[Saved entries]
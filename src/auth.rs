use axum::{
    extract::FromRequestParts,
    http::{HeaderMap, request::Parts},
};
use chrono::{Duration, Utc};
use headers::{Authorization, HeaderMapExt, authorization::Bearer};
use jsonwebtoken::{Algorithm, DecodingKey, EncodingKey, Header, Validation, decode, encode};

use crate::{
    errors::AppError,
    models::{Admin, Claims},
    state::AppState,
};

/// Cost used when hashing seeded admin passwords.
pub const PASSWORD_COST: u32 = bcrypt::DEFAULT_COST;

pub fn generate_jwt(admin: &Admin, secret: &str, ttl_days: i64) -> Result<String, AppError> {
    let expiration = (Utc::now() + Duration::days(ttl_days)).timestamp() as usize;
    let claims = Claims {
        admin_id: admin.id,
        username: admin.username.clone(),
        exp: expiration,
    };

    encode(
        &Header::new(Algorithm::HS256),
        &claims,
        &EncodingKey::from_secret(secret.as_ref()),
    )
    .map_err(AppError::JwtError)
}

/// Checks signature and expiry.
pub fn decode_jwt(token: &str, secret: &str) -> Result<Claims, AppError> {
    let token_data = decode::<Claims>(
        token,
        &DecodingKey::from_secret(secret.as_bytes()),
        &Validation::new(Algorithm::HS256),
    )?;

    Ok(token_data.claims)
}

pub fn hash_password(password: &str, cost: u32) -> Result<String, AppError> {
    Ok(bcrypt::hash(password, cost)?)
}

/// A malformed stored hash counts as a mismatch, not a server error.
pub fn verify_password(password: &str, password_hash: &str) -> bool {
    bcrypt::verify(password, password_hash).unwrap_or_else(|e| {
        tracing::warn!("Stored password hash could not be checked: {}", e);
        false
    })
}

/// Resolves write permission from request headers. `Ok(None)` when the
/// write guard is off.
pub fn check_write_access(state: &AppState, headers: &HeaderMap) -> Result<Option<Claims>, AppError> {
    if !state.config.require_write_auth {
        return Ok(None);
    }

    let Authorization(bearer) = headers
        .typed_get::<Authorization<Bearer>>()
        .ok_or_else(|| AppError::Unauthorized("Missing or invalid Authorization header".into()))?;

    let claims = decode_jwt(bearer.token(), &state.config.jwt_secret)
        .map_err(|_| AppError::Unauthorized("Invalid or expired token".into()))?;

    Ok(Some(claims))
}

/// Write permission for mutating requests. Carries the caller's claims when
/// the write guard is on.
pub struct WriteAccess(pub Option<Claims>);

impl FromRequestParts<AppState> for WriteAccess {
    type Rejection = AppError;

    async fn from_request_parts(
        parts: &mut Parts,
        state: &AppState,
    ) -> Result<Self, Self::Rejection> {
        check_write_access(state, &parts.headers).map(WriteAccess)
    }
}
pub mod handlers;
pub mod routes;

pub use routes::create_http_routes;
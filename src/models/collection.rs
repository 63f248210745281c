use serde::{Deserialize, Serialize};
use std::{fmt, str::FromStr};

use crate::errors::AppError;

/// The keyed record collections. Settings is not one of them: it has no ids.
#[derive(Debug, Clone, Copy, PartialEq, Eq, Hash, Serialize, Deserialize)]
#[serde(rename_all = "lowercase")]
pub enum RecordKind {
    News,
    Matches,
    Players,
    Gallery,
}

/// Everything readable through `GET ?type=`.
#[derive(Debug, Clone, Copy, PartialEq, Eq, Hash, Serialize, Deserialize)]
#[serde(rename_all = "lowercase")]
pub enum CollectionType {
    News,
    Matches,
    Players,
    Gallery,
    Settings,
}

impl RecordKind {
    pub fn as_str(&self) -> &'static str {
        match self {
            RecordKind::News => "news",
            RecordKind::Matches => "matches",
            RecordKind::Players => "players",
            RecordKind::Gallery => "gallery",
        }
    }
}

impl CollectionType {
    pub const ALL: [CollectionType; 5] = [
        CollectionType::News,
        CollectionType::Matches,
        CollectionType::Players,
        CollectionType::Gallery,
        CollectionType::Settings,
    ];

    pub fn as_str(&self) -> &'static str {
        match self {
            CollectionType::Settings => "settings",
            CollectionType::News => "news",
            CollectionType::Matches => "matches",
            CollectionType::Players => "players",
            CollectionType::Gallery => "gallery",
        }
    }

    pub fn record_kind(self) -> Option<RecordKind> {
        match self {
            CollectionType::News => Some(RecordKind::News),
            CollectionType::Matches => Some(RecordKind::Matches),
            CollectionType::Players => Some(RecordKind::Players),
            CollectionType::Gallery => Some(RecordKind::Gallery),
            CollectionType::Settings => None,
        }
    }
}

impl FromStr for CollectionType {
    type Err = AppError;

    fn from_str(s: &str) -> Result<Self, Self::Err> {
        match s {
            "news" => Ok(CollectionType::News),
            "matches" => Ok(CollectionType::Matches),
            "players" => Ok(CollectionType::Players),
            "gallery" => Ok(CollectionType::Gallery),
            "settings" => Ok(CollectionType::Settings),
            _ => Err(AppError::BadRequest("Invalid entity type".into())),
        }
    }
}

impl FromStr for RecordKind {
    type Err = AppError;

    fn from_str(s: &str) -> Result<Self, Self::Err> {
        CollectionType::from_str(s)?
            .record_kind()
            .ok_or_else(|| AppError::BadRequest("Invalid entity type".into()))
    }
}

impl fmt::Display for RecordKind {
    fn fmt(&self, f: &mut fmt::Formatter<'_>) -> fmt::Result {
        f.write_str(self.as_str())
    }
}

impl fmt::Display for CollectionType {
    fn fmt(&self, f: &mut fmt::Formatter<'_>) -> fmt::Result {
        f.write_str(self.as_str())
    }
}
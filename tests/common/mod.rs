#![allow(dead_code)]

use axum::{
    Router,
    body::{Body, to_bytes},
    http::{Request, StatusCode},
};
use club_site::{
    auth::hash_password, config::Config, create_app, db::ContentStore, db::MemoryStore, serve,
    state::AppState,
};
use serde_json::Value;
use std::sync::Arc;
use tower::ServiceExt;

pub const JWT_SECRET: &str = "test-secret";
pub const ADMIN_USER: &str = "admin";
pub const ADMIN_PASSWORD: &str = "correct horse";

pub async fn test_state(require_write_auth: bool) -> (AppState, Arc<MemoryStore>) {
    let store = Arc::new(MemoryStore::new());
    let hash = hash_password(ADMIN_PASSWORD, 4).unwrap();
    store.upsert_admin(ADMIN_USER, &hash).await.unwrap();

    let mut config = Config::local(JWT_SECRET);
    config.require_write_auth = require_write_auth;

    (AppState::new(store.clone(), config), store)
}

pub async fn test_app() -> (Router, Arc<MemoryStore>) {
    let (state, store) = test_state(false).await;
    (create_app(state), store)
}

/// Starts a real listener on an ephemeral port; returns the gateway URL.
pub async fn spawn_app(state: AppState) -> String {
    let listener = tokio::net::TcpListener::bind("127.0.0.1:0").await.unwrap();
    let addr = listener.local_addr().unwrap();
    tokio::spawn(async move {
        serve(listener, state).await.unwrap();
    });
    format!("http://{}/", addr)
}

pub async fn call(app: &Router, request: Request<Body>) -> (StatusCode, Value) {
    let response = app.clone().oneshot(request).await.unwrap();
    let status = response.status();
    let bytes = to_bytes(response.into_body(), usize::MAX).await.unwrap();
    let body = if bytes.is_empty() {
        Value::Null
    } else {
        serde_json::from_slice(&bytes).unwrap_or_else(|_| {
            Value::String(String::from_utf8_lossy(&bytes).into_owned())
        })
    };
    (status, body)
}

pub fn get(uri: &str) -> Request<Body> {
    Request::builder().uri(uri).body(Body::empty()).unwrap()
}

pub fn json_request(method: &str, uri: &str, body: Value) -> Request<Body> {
    Request::builder()
        .method(method)
        .uri(uri)
        .header("content-type", "application/json")
        .body(Body::from(body.to_string()))
        .unwrap()
}

pub fn delete(uri: &str) -> Request<Body> {
    Request::builder()
        .method("DELETE")
        .uri(uri)
        .body(Body::empty())
        .unwrap()
}
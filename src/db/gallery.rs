use sqlx::PgPool;

use crate::{
    errors::AppError,
    models::{GalleryDraft, GalleryItem},
};

pub async fn list_gallery(postgres: PgPool) -> Result<Vec<GalleryItem>, AppError> {
    sqlx::query_as::<_, GalleryItem>(
        "SELECT id, image_url, title, description, created_at
			FROM gallery
			ORDER BY created_at DESC, id DESC",
    )
    .fetch_all(&postgres)
    .await
    .map_err(|e| AppError::DatabaseError(format!("Failed to fetch gallery: {}", e)))
}

pub async fn get_gallery_item(id: i32, postgres: PgPool) -> Result<Option<GalleryItem>, AppError> {
    sqlx::query_as::<_, GalleryItem>(
        "SELECT id, image_url, title, description, created_at
			FROM gallery
			WHERE id = $1",
    )
    .bind(id)
    .fetch_optional(&postgres)
    .await
    .map_err(|e| AppError::DatabaseError(format!("Failed to fetch gallery item {}: {}", id, e)))
}

pub async fn create_gallery_item(draft: GalleryDraft, postgres: PgPool) -> Result<i32, AppError> {
    sqlx::query_scalar::<_, i32>(
        "INSERT INTO gallery (image_url, title, description)
			VALUES ($1, $2, $3)
			RETURNING id",
    )
    .bind(draft.image_url)
    .bind(draft.title)
    .bind(draft.description)
    .fetch_one(&postgres)
    .await
    .map_err(|e| AppError::DatabaseError(format!("Failed to create gallery item: {}", e)))
}

pub async fn update_gallery_item(
    id: i32,
    draft: GalleryDraft,
    postgres: PgPool,
) -> Result<bool, AppError> {
    let result = sqlx::query(
        "UPDATE gallery
			SET image_url = $1, title = $2, description = $3
			WHERE id = $4",
    )
    .bind(draft.image_url)
    .bind(draft.title)
    .bind(draft.description)
    .bind(id)
    .execute(&postgres)
    .await
    .map_err(|e| AppError::DatabaseError(format!("Failed to update gallery item {}: {}", id, e)))?;

    Ok(result.rows_affected() > 0)
}
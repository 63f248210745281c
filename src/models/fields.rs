use serde_json::{Map, Value};

use crate::errors::AppError;

/// Flat field map as submitted by the editor forms.
pub type FieldMap = Map<String, Value>;

/// Text value of a field. Numbers are rendered as text; empty or
/// whitespace-only strings count as absent.
pub fn text(fields: &FieldMap, name: &str) -> Option<String> {
    match fields.get(name)? {
        Value::String(s) if !s.trim().is_empty() => Some(s.clone()),
        Value::Number(n) => Some(n.to_string()),
        Value::Bool(b) => Some(b.to_string()),
        _ => None,
    }
}

pub fn required_text(fields: &FieldMap, name: &str) -> Result<String, AppError> {
    text(fields, name).ok_or_else(|| AppError::BadRequest(format!("Field '{name}' is required")))
}

pub fn required_int(fields: &FieldMap, name: &str) -> Result<i32, AppError> {
    let invalid = || AppError::BadRequest(format!("Field '{name}' must be an integer"));
    match fields.get(name) {
        Some(Value::Number(n)) => n
            .as_i64()
            .and_then(|v| i32::try_from(v).ok())
            .ok_or_else(invalid),
        Some(Value::String(s)) if !s.trim().is_empty() => {
            s.trim().parse::<i32>().map_err(|_| invalid())
        }
        _ => Err(AppError::BadRequest(format!("Field '{name}' is required"))),
    }
}
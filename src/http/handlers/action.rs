use axum::{
    Json,
    extract::{State, rejection::JsonRejection},
    http::{HeaderMap, StatusCode},
    response::{IntoResponse, Response},
};
use jsonwebtoken::errors::ErrorKind;
use serde::Serialize;
use serde_json::Value;

use crate::{
    auth::{check_write_access, decode_jwt, generate_jwt, verify_password},
    errors::AppError,
    http::handlers::{CreatedResponse, field_map},
    models::{
        FieldMap, RecordDraft, RecordKind,
        fields::{required_text, text},
    },
    state::AppState,
};

#[derive(Debug, Serialize)]
pub struct LoginResponse {
    pub token: String,
    pub username: String,
}

#[derive(Debug, Serialize)]
pub struct VerifyResponse {
    pub valid: bool,
    #[serde(skip_serializing_if = "Option::is_none")]
    pub username: Option<String>,
    #[serde(skip_serializing_if = "Option::is_none")]
    pub error: Option<String>,
}

/// `POST` dispatcher. The `action` field selects login, verify or create;
/// a body without one is a login attempt.
pub async fn action_handler(
    State(state): State<AppState>,
    headers: HeaderMap,
    body: Result<Json<FieldMap>, JsonRejection>,
) -> Result<Response, AppError> {
    let fields = field_map(body)?;
    let action = fields
        .get("action")
        .and_then(Value::as_str)
        .unwrap_or("login")
        .to_string();

    match action.as_str() {
        "login" => login(&state, &fields).await.map(IntoResponse::into_response),
        "verify" => Ok(verify(&state, &fields).into_response()),
        "create" => {
            check_write_access(&state, &headers)?;
            create(&state, &fields).await.map(IntoResponse::into_response)
        }
        _ => Err(AppError::BadRequest("Invalid action".into())),
    }
}

async fn login(state: &AppState, fields: &FieldMap) -> Result<Json<LoginResponse>, AppError> {
    let (Some(username), Some(password)) = (text(fields, "username"), text(fields, "password"))
    else {
        return Err(AppError::BadRequest("Username and password required".into()));
    };

    let Some(admin) = state.store.find_admin(&username).await? else {
        tracing::warn!("Login rejected for unknown admin '{}'", username);
        return Err(AppError::Unauthorized("Invalid credentials".into()));
    };

    // bcrypt blocks; run it on the blocking pool
    let password_hash = admin.password_hash.clone();
    let password_ok = tokio::task::spawn_blocking(move || verify_password(&password, &password_hash))
        .await
        .map_err(|_| AppError::InternalError)?;

    if !password_ok {
        tracing::warn!("Login rejected for admin '{}': bad password", username);
        return Err(AppError::Unauthorized("Invalid credentials".into()));
    }

    let token = generate_jwt(&admin, &state.config.jwt_secret, state.config.token_ttl_days)?;
    tracing::info!("Admin '{}' logged in", admin.username);

    Ok(Json(LoginResponse {
        token,
        username: admin.username,
    }))
}

fn verify(state: &AppState, fields: &FieldMap) -> Json<VerifyResponse> {
    let invalid = |reason: &str| {
        Json(VerifyResponse {
            valid: false,
            username: None,
            error: Some(reason.to_string()),
        })
    };

    let Some(token) = text(fields, "token") else {
        return invalid("Token required");
    };

    match decode_jwt(&token, &state.config.jwt_secret) {
        Ok(claims) => Json(VerifyResponse {
            valid: true,
            username: Some(claims.username),
            error: None,
        }),
        Err(AppError::JwtError(e)) if matches!(e.kind(), ErrorKind::ExpiredSignature) => {
            invalid("Token expired")
        }
        Err(_) => invalid("Invalid token"),
    }
}

async fn create(
    state: &AppState,
    fields: &FieldMap,
) -> Result<(StatusCode, Json<CreatedResponse>), AppError> {
    let kind = required_text(fields, "type")?.parse::<RecordKind>()?;
    let draft = RecordDraft::from_fields(kind, fields)?;
    let label = draft.label();

    let id = state.store.create(draft).await.map_err(|e| {
        tracing::error!("Error creating {}: {}", kind, e);
        e
    })?;
    tracing::info!("{} created with id {}", label, id);

    Ok((
        StatusCode::CREATED,
        Json(CreatedResponse {
            id,
            message: format!("{} created", label),
        }),
    ))
}
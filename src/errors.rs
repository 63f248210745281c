use axum::{
    Json,
    http::StatusCode,
    response::{IntoResponse, Response},
};
use serde_json::json;
use thiserror::Error;

#[derive(Error, Debug)]
pub enum AppError {
    #[error("Database error: {0}")]
    DatabaseError(String),

    #[error("JWT error: {0}")]
    JwtError(#[from] jsonwebtoken::errors::Error),

    #[error("Password hash error: {0}")]
    PasswordHash(#[from] bcrypt::BcryptError),

    #[error("Serialization error: {0}")]
    Serialization(String),

    #[error("Deserialization error: {0}")]
    Deserialization(String),

    #[error("Unauthorized: {0}")]
    Unauthorized(String),

    #[error("Bad request: {0}")]
    BadRequest(String),

    #[error("Env error: {0}")]
    EnvError(String),

    #[error("Internal server error")]
    InternalError,

    #[error("Not found: {0}")]
    NotFound(String),

    #[error("Method not allowed")]
    MethodNotAllowed,

    #[error("Too many requests")]
    TooManyRequests,
}

impl AppError {
    pub fn to_response(&self) -> (StatusCode, String) {
        match self {
            AppError::DatabaseError(msg) => (StatusCode::INTERNAL_SERVER_ERROR, msg.clone()),
            AppError::JwtError(e) => (StatusCode::UNAUTHORIZED, e.to_string()),
            AppError::PasswordHash(e) => (StatusCode::INTERNAL_SERVER_ERROR, e.to_string()),
            AppError::Serialization(msg) => (StatusCode::INTERNAL_SERVER_ERROR, msg.clone()),
            AppError::Deserialization(msg) => (StatusCode::BAD_REQUEST, msg.clone()),
            AppError::Unauthorized(msg) => (StatusCode::UNAUTHORIZED, msg.clone()),
            AppError::BadRequest(msg) => (StatusCode::BAD_REQUEST, msg.clone()),
            AppError::EnvError(msg) => (StatusCode::INTERNAL_SERVER_ERROR, msg.clone()),
            AppError::InternalError => (
                StatusCode::INTERNAL_SERVER_ERROR,
                "Unexpected server error".into(),
            ),
            AppError::NotFound(msg) => (StatusCode::NOT_FOUND, msg.clone()),
            AppError::MethodNotAllowed => {
                (StatusCode::METHOD_NOT_ALLOWED, "Method not allowed".into())
            }
            AppError::TooManyRequests => {
                (StatusCode::TOO_MANY_REQUESTS, "Too many requests".into())
            }
        }
    }
}

impl From<sqlx::Error> for AppError {
    fn from(err: sqlx::Error) -> Self {
        AppError::DatabaseError(err.to_string())
    }
}

// Every gateway error leaves as `{"error": "..."}` so callers can probe for
// the absence of a token or `valid` flag without caring about the status.
impl IntoResponse for AppError {
    fn into_response(self) -> Response {
        let (status, message) = self.to_response();
        (status, Json(json!({ "error": message }))).into_response()
    }
}
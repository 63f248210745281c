use chrono::{DateTime, Utc};
use serde::{Deserialize, Serialize};
use sqlx::FromRow;

use crate::{
    errors::AppError,
    models::fields::{FieldMap, required_text, text},
};

#[derive(Debug, Clone, PartialEq, Serialize, Deserialize, FromRow)]
pub struct Match {
    pub id: i32,
    pub match_date: String,
    pub match_time: String,
    pub home_team: String,
    pub away_team: String,
    /// Free-form "H:A"; `None` until the match is played.
    pub score: Option<String>,
    pub location: String,
    pub home_logo: Option<String>,
    pub away_logo: Option<String>,
    pub created_at: DateTime<Utc>,
}

impl Match {
    /// The score, or "VS" before the match is played.
    pub fn scoreboard(&self) -> &str {
        self.score.as_deref().unwrap_or("VS")
    }
}

#[derive(Debug, Clone, PartialEq)]
pub struct MatchDraft {
    pub match_date: String,
    pub match_time: String,
    pub home_team: String,
    pub away_team: String,
    pub score: Option<String>,
    pub location: String,
    pub home_logo: Option<String>,
    pub away_logo: Option<String>,
}

impl MatchDraft {
    pub fn from_fields(fields: &FieldMap) -> Result<Self, AppError> {
        Ok(Self {
            match_date: required_text(fields, "match_date")?,
            match_time: required_text(fields, "match_time")?,
            home_team: required_text(fields, "home_team")?,
            away_team: required_text(fields, "away_team")?,
            score: text(fields, "score"),
            location: required_text(fields, "location")?,
            home_logo: text(fields, "home_logo"),
            away_logo: text(fields, "away_logo"),
        })
    }
}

PROBLEM STATEMENT ▸ Using the data above, copy each line that contains "tokio".

OUTPUT BELOW ▸
    let listener = tokio::net::TcpListener::bind("127.0.0.1:0").await.unwrap();
    tokio::spawn(async move {
    let password_ok = tokio::task::spawn_blocking(move || verify_password(&password, &password_hash))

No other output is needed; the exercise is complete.